Location
- Headley Berkshire, RG19 8LD England 51°21′13″N 1°15′28″W﻿ / ﻿51.35364°N 1.25764°W

Information
- Type: Private preparatory school
- Motto: Omnia Caritate (All things to be charitable)
- Religious affiliation: Anglican
- Established: 1645; 381 years ago
- Founder: George Aldrich
- Department for Education URN: 116520 Tables
- Headmaster: Nicholas Milbank
- Gender: Co-educational
- Age: 2 to 13
- Enrolment: 428 as of February 2016^{[update]}
- Houses: Aldrich, Beck, Gilpin, Tabor
- Colours: Red and Blue
- Website: www.cheamschool.com

= Cheam School =

Cheam School is a mixed preparatory school located in Headley, in the civil parish of Ashford Hill with Headley in Hampshire. Originally a boys school, Cheam was founded in 1645 by George Aldrich.

==History==
The school started in Cheam, Surrey.

In the 19th century, the school was strictly for the sons of gentlemen only. One boy had to leave when his father was found to be a tradesman, with a shop in London selling cutlery.

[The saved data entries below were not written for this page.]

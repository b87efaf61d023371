mod cli;

use std::{io, thread};

use anyhow::Context;
use async_channel::Sender;
use clap::Parser;
use tracing::{debug, warn};
use tracing_subscriber::filter::EnvFilter;

use ministopwatch::{Action, App};

#[tokio::main(flavor = "current_thread")]
async fn main() -> anyhow::Result<()> {
    let args = cli::Args::parse();
    init_logging(args.verbose);

    let mut app = App::new(&args.config()).context("invalid configuration")?;

    let (tx, rx) = async_channel::unbounded();
    // Blocking stdin reads live on a plain thread so they never hold up
    // runtime shutdown.
    thread::Builder::new()
        .name("stdin-reader".to_string())
        .spawn(move || read_actions(tx))
        .context("failed to spawn stdin reader")?;

    let mut stdout = io::stdout().lock();
    app.run(rx, &mut stdout)
        .await
        .context("failed to draw the stopwatch")?;

    Ok(())
}

fn read_actions(tx: Sender<Action>) {
    for line in io::stdin().lines() {
        let line = match line {
            Ok(line) => line,
            Err(e) => {
                warn!("stdin read failed: {e}");
                break;
            }
        };

        match Action::parse(&line) {
            Some(action) => {
                if tx.send_blocking(action).is_err() {
                    break;
                }
            }
            None => warn!(input = %line.trim(), "ignoring unknown command"),
        }
    }
    debug!("stdin closed");
}

fn init_logging(verbose: bool) {
    let default_level = if verbose {
        tracing::Level::DEBUG
    } else {
        tracing::Level::WARN
    };
    let filter = EnvFilter::builder()
        .with_default_directive(default_level.into())
        .from_env_lossy();

    tracing_subscriber::fmt()
        .with_env_filter(filter)
        .with_target(false)
        .with_writer(io::stderr)
        .init();
}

In 1934 the school moved to its present site on the borders of Hampshire and Berkshire, previously a country house known as Beenham Court, when its part of Surrey was developing from a quiet village into a busy suburb. The school has occupied its present home, with nearly 100 acre of grounds, since then.

Just before the move, Prince Philip, Duke of Edinburgh was a pupil there. His son, the future King Charles III, was later a pupil at the school.

==Present day==

There are four houses (known as divisions): Aldrich (yellow), Beck (green), Gilpin (red), and Tabor (blue). The school colours are red and blue.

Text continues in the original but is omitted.